Le Per se quitte le port pour ce qui sera sans doute son dernier voyage. Quasiment sûrs d’être licenciés, sans doute avant leur retour en Islande, les neuf marins qui composent l’équipage prennent la mer le coeur lourd et l’esprit noir. D’autant plus noir qu’aucun n’a la conscience tranquille. Sang sur les mains, secret insupportable, la traversée jusqu’au Surinam se présente plutôt mal. Surtout lorsqu’un passager clandestin est découvert dans la cale du navire. Un truand, un vrai, sans foi, ni loi, ni âme. Le Démon de son petit nom, va attiser les rancoeurs et donner aux tristes marins l’étincelle de hargne et de haine suffisante pour mettre le feu aux poudres. La mutinerie guette le pauvre commandant, un homme au moins aussi étrange que les autres qui espère enfin le calme dans sa vie après cette maudite traversée. Mais au beau milieu de l’Atlantique, soudain, oeuvre du diable ou du démon peut-être, les communications sont coupées, le GPS les lâche et les moteurs partent à la dérive. Ainsi que le bateau. La détresse qui envahit les hommes va emporter le peu de raison qui gîtait à bord du bateau, et le bateau, fidèle à la mer et ses courants, traîtres diront certains mais immuables, suivra sa route jusqu’à les mener non loin d’un enfer tout autre.

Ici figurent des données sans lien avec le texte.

//! `fieldpose-hal` – Hardware seams and drivetrain kinematics.
//!
//! Everything that touches a sensor or an actuator goes through a trait
//! defined here, so the estimator and vision stack never see a concrete
//! driver.
//!
//! # Modules
//!
//! - [`camera`] – [`Camera`][camera::Camera], [`MarkerLayout`][camera::MarkerLayout]
//!   and the [`PoseSolver`][camera::PoseSolver] black box with its default
//!   [`CoprocessorSolver`][camera::CoprocessorSolver].
//! - [`drive`] – [`DriveIo`][drive::DriveIo], encoders, gyro and module
//!   outputs.
//! - [`swerve`] – [`SwerveKinematics`][swerve::SwerveKinematics], module
//!   optimisation and desaturation.
//! - [`sim`] – headless [`SimDrive`][sim::SimDrive],
//!   [`SimCamera`][sim::SimCamera] and its shared handle.

pub mod camera;
pub mod drive;
pub mod sim;
pub mod swerve;

pub use camera::{Camera, CoprocessorSolver, MarkerLayout, PoseSolver};
pub use drive::DriveIo;
pub use sim::{SharedSimCamera, SimCamera, SimDrive};
pub use swerve::{SwerveKinematics, desaturate, optimize};
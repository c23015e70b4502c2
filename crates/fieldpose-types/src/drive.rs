//! Chassis- and module-level motion values for a swerve drivetrain.

use serde::{Deserialize, Serialize};

use crate::geometry::{Rotation2d, Translation2d};

/// The frame a [`ChassisVelocity`] is expressed in.
#[derive(Debug, Clone, Copy, PartialEq, Eq, Default, Serialize, Deserialize)]
#[serde(rename_all = "snake_case")]
pub enum VelocityFrame {
    /// +X is the robot's front.
    #[default]
    RobotRelative,
    /// +X is down-field; converting needs the current heading.
    FieldRelative,
}

/// Net linear and angular velocity of the robot body.
#[derive(Debug, Clone, Copy, PartialEq, Default, Serialize, Deserialize)]
pub struct ChassisVelocity {
    /// m/s along the frame's X axis.
    pub vx: f64,
    /// m/s along the frame's Y axis.
    pub vy: f64,
    /// rad/s, counter-clockwise positive.
    pub omega: f64,
    pub frame: VelocityFrame,
}

impl ChassisVelocity {
    pub fn robot_relative(vx: f64, vy: f64, omega: f64) -> Self {
        Self {
            vx,
            vy,
            omega,
            frame: VelocityFrame::RobotRelative,
        }
    }

    pub fn field_relative(vx: f64, vy: f64, omega: f64) -> Self {
        Self {
            vx,
            vy,
            omega,
            frame: VelocityFrame::FieldRelative,
        }
    }

    pub fn linear(&self) -> Translation2d {
        Translation2d::new(self.vx, self.vy)
    }

    /// Re-express in the robot frame given the robot's field heading.
    /// Robot-relative input is returned unchanged.
    pub fn to_robot_relative(self, heading: Rotation2d) -> Self {
        match self.frame {
            VelocityFrame::RobotRelative => self,
            VelocityFrame::FieldRelative => {
                let v = self.linear().rotate_by(heading.neg());
                Self::robot_relative(v.x, v.y, self.omega)
            }
        }
    }

    /// Re-express in the field frame given the robot's field heading.
    /// Field-relative input is returned unchanged.
    pub fn to_field_relative(self, heading: Rotation2d) -> Self {
        match self.frame {
            VelocityFrame::FieldRelative => self,
            VelocityFrame::RobotRelative => {
                let v = self.linear().rotate_by(heading);
                Self::field_relative(v.x, v.y, self.omega)
            }
        }
    }

    /// `true` when every component is exactly zero.
    pub fn is_stationary(&self) -> bool {
        self.vx == 0.0 && self.vy == 0.0 && self.omega == 0.0
    }
}

/// Commanded or measured state of one swerve module.
#[derive(Debug, Clone, Copy, PartialEq, Default, Serialize, Deserialize)]
pub struct ModuleState {
    /// Signed wheel surface speed (m/s).
    pub speed: f64,
    /// Wheel azimuth in the robot frame.
    pub angle: Rotation2d,
}

impl ModuleState {
    pub fn new(speed: f64, angle: Rotation2d) -> Self {
        Self { speed, angle }
    }
}

/// Cumulative odometry reading of one swerve module.
#[derive(Debug, Clone, Copy, PartialEq, Default, Serialize, Deserialize)]
pub struct ModulePosition {
    /// Signed distance travelled by the wheel since boot (m).
    pub distance: f64,
    /// Wheel azimuth in the robot frame.
    pub angle: Rotation2d,
}

impl ModulePosition {
    pub fn new(distance: f64, angle: Rotation2d) -> Self {
        Self { distance, angle }
    }
}

#[cfg(test)]
mod tests {
    use super::*;

    #[test]
    fn field_relative_forward_at_quarter_turn_is_robot_right() {
        // Facing +Y, driving down-field (+X) means moving to the robot's right.
        let v = ChassisVelocity::field_relative(1.0, 0.0, 0.5)
            .to_robot_relative(Rotation2d::from_degrees(90.0));
        assert_eq!(v.frame, VelocityFrame::RobotRelative);
        assert!(v.vx.abs() < 1e-9);
        assert!((v.vy + 1.0).abs() < 1e-9);
        assert!((v.omega - 0.5).abs() < 1e-12);
    }

    #[test]
    fn frame_conversion_roundtrips() {
        let heading = Rotation2d::from_degrees(-33.0);
        let v = ChassisVelocity::robot_relative(0.7, -0.2, 1.0);
        let back = v.to_field_relative(heading).to_robot_relative(heading);
        assert!((back.vx - v.vx).abs() < 1e-12);
        assert!((back.vy - v.vy).abs() < 1e-12);
    }

    #[test]
    fn robot_relative_is_unchanged_by_heading() {
        let v = ChassisVelocity::robot_relative(1.0, 2.0, 3.0);
        assert_eq!(v.to_robot_relative(Rotation2d::from_degrees(45.0)), v);
    }

    #[test]
    fn stationary_detection() {
        assert!(ChassisVelocity::default().is_stationary());
        assert!(!ChassisVelocity::robot_relative(0.0, 0.0, 0.1).is_stationary());
    }
}
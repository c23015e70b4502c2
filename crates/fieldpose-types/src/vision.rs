//! Fiducial detections and the pose candidates derived from them.

use serde::{Deserialize, Serialize};

use crate::geometry::{Pose3d, Transform3d};

/// One fiducial marker seen in one camera frame.
#[derive(Debug, Clone, PartialEq, Serialize, Deserialize)]
pub struct MarkerObservation {
    pub marker_id: u32,
    /// Pose ambiguity reported by the detector, 0 (certain) to 1.
    pub ambiguity: f64,
    /// Horizontal angle to the marker centre, radians, left positive.
    pub yaw: f64,
    /// Vertical angle to the marker centre, radians, up positive.
    pub pitch: f64,
    /// Marker pose in the camera frame, when the detector solved one.
    pub camera_to_marker: Option<Transform3d>,
}

impl MarkerObservation {
    pub fn new(marker_id: u32) -> Self {
        Self {
            marker_id,
            ambiguity: 0.0,
            yaw: 0.0,
            pitch: 0.0,
            camera_to_marker: None,
        }
    }
}

/// Everything a camera reported for a single captured frame.
#[derive(Debug, Clone, PartialEq, Default, Serialize, Deserialize)]
pub struct DetectionBatch {
    /// Capture time in seconds on the host clock.
    pub capture_timestamp: f64,
    /// Markers in detection order.
    pub observations: Vec<MarkerObservation>,
    /// Field-frame camera pose solved across every marker in the frame, when
    /// the coprocessor produced one.
    pub multi_marker_camera_pose: Option<Pose3d>,
}

/// A robot pose solved from one detection batch.
#[derive(Debug, Clone, PartialEq, Serialize, Deserialize)]
pub struct VisionPoseCandidate {
    pub estimated_pose: Pose3d,
    /// Capture time of the frame, not the time it arrived.
    pub timestamp: f64,
    /// Markers that support the solution.
    pub markers: Vec<MarkerObservation>,
}

/// Per-axis standard deviations describing trust in a vision pose.
///
/// Larger values mean less trust.  A vector with any non-finite or
/// non-positive component is "infinitely uncertain" and must not be fused.
#[derive(Debug, Clone, Copy, PartialEq, Serialize, Deserialize)]
pub struct ConfidenceVector {
    pub x: f64,
    pub y: f64,
    pub heading: f64,
}

impl ConfidenceVector {
    pub fn new(x: f64, y: f64, heading: f64) -> Self {
        Self { x, y, heading }
    }

    pub fn infinite() -> Self {
        Self::new(f64::INFINITY, f64::INFINITY, f64::INFINITY)
    }

    pub fn scale(self, factor: f64) -> Self {
        Self::new(self.x * factor, self.y * factor, self.heading * factor)
    }

    /// Every component positive and finite.
    pub fn is_finite(&self) -> bool {
        [self.x, self.y, self.heading]
            .iter()
            .all(|s| s.is_finite() && *s > 0.0)
    }

    pub fn as_array(&self) -> [f64; 3] {
        [self.x, self.y, self.heading]
    }
}

impl From<[f64; 3]> for ConfidenceVector {
    fn from(v: [f64; 3]) -> Self {
        Self::new(v[0], v[1], v[2])
    }
}
//! [`DriveLoop`] – the fixed-period control tick.
//!
//! Each [`DriveLoop::on_tick`]:
//!
//! 1. reads module positions and the gyro from [`DriveIo`] and integrates
//!    them into the [`PoseEstimator`] (unless [`BackgroundOdometry`] owns
//!    integration),
//! 2. polls every camera without blocking,
//! 3. fuses the graded camera estimates in capture-time order.
//!
//! The estimator sits behind one mutex so an optional background
//! integrator can run on its own cadence; vision corrections and pose
//! reads take the same lock.  A pose reset is refused while the background
//! integrator is running.
//!
//! # Example
//!
//! ```rust
//! use std::sync::Arc;
//! use parking_lot::Mutex;
//! use fieldpose_hal::{SimDrive, SwerveKinematics};
//! use fieldpose_perception::{EstimatorSettings, FieldLayout, PoseEstimator, TargetRegistry, VisionAggregator};
//! use fieldpose_runtime::drive_loop::{DriveLoop, SharedDrive};
//! use fieldpose_types::{Pose2d, Translation2d};
//!
//! let kin = SwerveKinematics::new(
//!     vec![Translation2d::new(0.3, 0.3), Translation2d::new(0.3, -0.3),
//!          Translation2d::new(-0.3, 0.3), Translation2d::new(-0.3, -0.3)],
//!     3.0,
//! ).unwrap();
//! let sim = Arc::new(Mutex::new(SimDrive::new(kin.clone())));
//! let drive: SharedDrive = sim.clone();
//! let registry = Arc::new(TargetRegistry::with_defaults(FieldLayout::bundled().unwrap()).unwrap());
//! let vision = VisionAggregator::new(registry, Vec::new());
//! let mut robot = DriveLoop::new(drive, PoseEstimator::new(kin, EstimatorSettings::default()), vision);
//!
//! robot.reset_pose(0.0, Pose2d::origin()).unwrap();
//! robot.drive(Translation2d::new(1.0, 0.0), 0.0, true).unwrap();
//! sim.lock().step(0.02);
//! let report = robot.on_tick(0.02).unwrap();
//! assert!((report.pose.x() - 0.02).abs() < 1e-9);
//! ```

use std::sync::Arc;
use std::sync::atomic::{AtomicBool, Ordering};
use std::thread::{self, JoinHandle};
use std::time::{Duration, Instant};

use fieldpose_hal::{Camera, CoprocessorSolver, DriveIo};
use fieldpose_perception::aggregator::{VisionAggregator, VisionStatus};
use fieldpose_perception::estimator::{CorrectionOutcome, EstimatorMode, PoseEstimator};
use fieldpose_perception::registry::{FieldTarget, TargetRegistry};
use fieldpose_perception::tracker::CameraTracker;
use fieldpose_types::{
    Alliance, ChassisVelocity, ModulePosition, ModuleState, Pose2d, PoseError, Rotation2d,
    Translation2d,
};
use parking_lot::Mutex;
use tracing::{debug, info, warn};

use crate::config::Config;

pub type SharedDrive = Arc<Mutex<dyn DriveIo>>;
pub type SharedEstimator = Arc<Mutex<PoseEstimator>>;

// ─────────────────────────────────────────────────────────────────────────────
// Clock
// ─────────────────────────────────────────────────────────────────────────────

/// Seconds since construction.  Clones share the epoch, so the tick and a
/// background integrator stamp odometry on the same timeline.
#[derive(Debug, Clone, Copy)]
pub struct MonotonicClock {
    epoch: Instant,
}

impl MonotonicClock {
    pub fn new() -> Self {
        Self {
            epoch: Instant::now(),
        }
    }

    pub fn now(&self) -> f64 {
        self.epoch.elapsed().as_secs_f64()
    }
}

impl Default for MonotonicClock {
    fn default() -> Self {
        Self::new()
    }
}

// ─────────────────────────────────────────────────────────────────────────────
// BackgroundOdometry
// ─────────────────────────────────────────────────────────────────────────────

/// Odometry integration on a dedicated thread.
///
/// The thread never holds the drive and estimator locks at the same time.
/// It exits on [`stop`](Self::stop), on drop, or after the first
/// integration error.
pub struct BackgroundOdometry {
    should_stop: Arc<AtomicBool>,
    handle: Option<JoinHandle<()>>,
}
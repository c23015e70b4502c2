//! `DriveIo` – the hardware seam for a swerve drivetrain.
//!
//! Drivers read wheel encoders, azimuth encoders and the gyro, and accept
//! module setpoints.  Everything above this trait (odometry, the pose
//! estimator, the drive loop) is hardware agnostic, so a
//! [`SimDrive`][crate::sim::SimDrive] can stand in for a real robot.

use fieldpose_types::{ModulePosition, ModuleState, PoseError, Rotation2d};

/// Swerve drivetrain sensors and outputs.
///
/// Module order is fixed for the lifetime of a driver and must match the
/// order of offsets handed to [`SwerveKinematics`][crate::swerve::SwerveKinematics].
pub trait DriveIo: Send {
    /// Accumulated drive distance and current azimuth of each module.
    fn module_positions(&self) -> Vec<ModulePosition>;

    /// Current azimuth of each module.
    fn module_angles(&self) -> Vec<Rotation2d> {
        self.module_positions().iter().map(|p| p.angle).collect()
    }

    /// Raw gyro yaw, counter-clockwise positive.  Not field-relative until
    /// the estimator applies its reset offset.
    fn gyro_heading(&self) -> Rotation2d;

    /// Command every module.
    ///
    /// # Errors
    ///
    /// Returns [`PoseError::HardwareFault`] when the command cannot be
    /// applied and [`PoseError::ModuleCount`] when `states` does not have
    /// one entry per module.
    fn set_module_states(&mut self, states: &[ModuleState]) -> Result<(), PoseError>;
}
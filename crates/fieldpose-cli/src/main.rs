//! `fieldpose` – simulated match runner.
//!
//! Loads the robot configuration and field layout, wires a simulated swerve
//! drivetrain and one simulated camera per `[[vision.cameras]]` entry into a
//! [`DriveLoop`], laps the blue reef and prints the estimated pose track
//! against ground truth.  Ctrl-C ends the match early and halts the modules.

mod sim_match;

use std::path::PathBuf;
use std::process::ExitCode;
use std::sync::Arc;
use std::sync::atomic::{AtomicBool, Ordering};

use clap::Parser;
use colored::Colorize;
use fieldpose_hal::{Camera, SharedSimCamera, SimCamera, SimDrive};
use fieldpose_runtime::{Config, DriveLoop, SharedDrive, config};
use fieldpose_types::{Alliance, Pose2d, PoseError};
use parking_lot::Mutex;
use tracing::warn;

use sim_match::{MatchOptions, MatchSummary, TrackLine, Waypoints};

const CAMERA_PERIOD_MS: u64 = 60;

#[derive(Parser, Debug)]
#[command(author, version, about, long_about = None)]
struct Args {
    /// Robot configuration (TOML).  Missing means defaults.
    #[arg(short, long, default_value = "fieldpose.toml")]
    config: PathBuf,

    /// Alliance used for target queries.
    #[arg(short, long, default_value = "blue")]
    alliance: Alliance,

    /// Match length in seconds.
    #[arg(short, long, default_value = "15.0")]
    duration: f64,

    /// Simulated gyro drift in rad/s.
    #[arg(long, default_value = "0.02")]
    gyro_drift: f64,

    /// Force vision corrections on regardless of configuration.
    #[arg(long)]
    vision: bool,

    /// Pace the match against the wall clock.
    #[arg(long)]
    realtime: bool,

    /// Integrate odometry on a background thread (implies --realtime).
    #[arg(long)]
    background_odometry: bool,

    /// Print the resolved configuration as TOML and exit.
    #[arg(long)]
    dump_config: bool,
}

fn main() -> ExitCode {
    let args = Args::parse();
    let _telemetry = fieldpose_runtime::init_tracing("fieldpose");

    match run(args) {
        Ok(()) => ExitCode::SUCCESS,
        Err(e) => {
            eprintln!("{} {e}", "error:".red().bold());
            ExitCode::FAILURE
        }
    }
}

fn run(args: Args) -> Result<(), PoseError> {
    let mut cfg = config::load(&args.config)?;
    if args.vision {
        cfg.estimator.vision_enabled = true;
    }
    if args.dump_config {
        print!("{}", cfg.to_toml_string()?);
        return Ok(());
    }

    print_banner(&args, &cfg);

    // ── Shared shutdown flag ──────────────────────────────────────────────
    let shutdown = Arc::new(AtomicBool::new(false));
    let shutdown_clone = shutdown.clone();
    if let Err(e) = ctrlc::set_handler(move || {
        println!();
        println!("{}", "⚠  Ctrl-C received – halting modules …".yellow().bold());
        shutdown_clone.store(true, Ordering::SeqCst);
    }) {
        warn!(error = %e, "Failed to install Ctrl-C handler; the match can only end on its own");
    }

    // ── Simulated robot ───────────────────────────────────────────────────
    let mut waypoints = Waypoints::reef_lap(cfg.drive.max_module_speed.min(1.5));
    let sim = Arc::new(Mutex::new(
        SimDrive::new(cfg.drive.kinematics()?)
            .with_gyro_drift(args.gyro_drift)
            .with_true_pose(waypoints.start()),
    ));
    let cameras: Vec<SharedSimCamera> = cfg
        .vision
        .cameras
        .iter()
        .map(|c| SharedSimCamera::new(SimCamera::new(c.name.clone(), c.robot_to_camera())))
        .collect();
    let boxed: Vec<Box<dyn Camera>> = cameras
        .iter()
        .map(|c| Box::new(c.clone()) as Box<dyn Camera>)
        .collect();

    let drive: SharedDrive = sim.clone();
    let mut robot = DriveLoop::from_config(&cfg, drive, boxed)?;
    robot.set_alliance(args.alliance);

    let opts = MatchOptions {
        duration: args.duration,
        tick: cfg.drive.tick_period(),
        // Cameras run at roughly 16 Hz whatever the tick period.
        camera_every: (CAMERA_PERIOD_MS / cfg.drive.tick_period_ms.max(1)).max(1) as usize,
        realtime: args.realtime,
        background_odometry: args.background_odometry,
        ..MatchOptions::default()
    };

    println!(
        "  {:>6}  {:>22}  {:>22}  {:>7}  {}",
        "t (s)".bold(),
        "estimate".bold(),
        "truth".bold(),
        "error".bold(),
        "targets".bold()
    );
    let summary = sim_match::run(&mut robot, &sim, &cameras, &mut waypoints, &opts, &shutdown, print_track_line)?;
    print_summary(&summary);
    Ok(())
}

// ─────────────────────────────────────────────────────────────────────────────
// Output
// ─────────────────────────────────────────────────────────────────────────────

fn print_banner(args: &Args, cfg: &Config) {
    println!();
    println!("  {} {}",
        "fieldpose".bold().cyan(),
        format!("v{}", env!("CARGO_PKG_VERSION")).dimmed()
    );
    println!("  Swerve pose estimation – simulated match");
    println!();
    println!("  Config    {}", args.config.display().to_string().bold());
    println!(
        "  Layout    {}",
        cfg.vision
            .field_layout
            .as_ref()
            .map(|p| p.display().to_string())
            .unwrap_or_else(|| "bundled 2025 field".to_string())
            .bold()
    );
    println!("  Alliance  {}", args.alliance.to_string().bold());
    println!(
        "  Vision    {}",
        if cfg.estimator.vision_enabled { "corrected".green() } else { "odometry only".yellow() }
    );
    println!("  Cameras   {}", cfg.vision.cameras.len());
    println!();
}

fn fmt_pose(p: Pose2d) -> String {
    format!("({:6.2}, {:5.2}, {:6.1}°)", p.x(), p.y(), p.heading().degrees())
}

fn print_track_line(line: &TrackLine) {
    let error = format!("{:.3} m", line.error());
    let error = if line.error() < 0.05 {
        error.green()
    } else if line.error() < 0.25 {
        error.yellow()
    } else {
        error.red()
    };
    let targets = if line.visible.is_empty() {
        "–".dimmed().to_string()
    } else {
        line.visible.iter().map(|t| t.to_string()).collect::<Vec<_>>().join(", ")
    };
    let aim = line
        .aim
        .map(|a| format!(" → aim {}", fmt_pose(a)).dimmed().to_string())
        .unwrap_or_default();
    println!(
        "  {:>6.2}  {}  {}  {:>7}  {}{}",
        line.time,
        fmt_pose(line.estimate),
        fmt_pose(line.truth).dimmed(),
        error,
        targets,
        aim
    );
}

fn print_summary(summary: &MatchSummary) {
    println!();
    if summary.interrupted {
        println!("  {}", "Match interrupted.".yellow().bold());
    } else {
        println!("  {}", "Match complete.".green().bold());
    }
    println!("  Ticks               {}", summary.ticks);
    println!("  Vision corrections  {}", summary.corrections_applied);
    println!("  Final estimate      {}", fmt_pose(summary.estimate));
    println!("  Ground truth        {}", fmt_pose(summary.truth));
    println!("  Final error         {:.3} m", summary.error());
    println!();
}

Toi qui aime la mer, la glace, les bateaux et les atmosphères un tant soit peu glauque (toi qui a bon goût finalement), réjouis-toi! Loin de surfer sur la vague des polars scandinaves de ces dernières années, Stefan Mani propose ici un huis-clos sur voie navigable des plus pesant, lourd et poisseux. Ça sent l’huile de moteur, la sueur et le sang coagulé. Prenant pour trame un roman choral, on découvre au fur et à mesure de l’embarquement et de la traversée les vies de ces marins et truand, et les liens qui unissent les différents personnages vont tantôt nous éclairer de manière surprenante sur les fils de l’histoire,et tantôt nous balancer violemment sur une autre piste, plus sombre et plus étrange qu’on ne l’aurait cru. Plus les pages se tournent (oui oui toutes seules elles se tournent les pages) plus l’ambiance devient étouffante, la folie perce et la perte de contrôle devient totale. La dérive du bateau est égale à la dérive mentale des marins, qui perdent toute considération pour un semblant d’humanité et se laissent porter par leurs instincts. Le final, grandiose, majestueux et terrible, laisse flotter une angoisse dans des paysages on ne peut plus sublimes et une atmosphère presque lovecraftienne.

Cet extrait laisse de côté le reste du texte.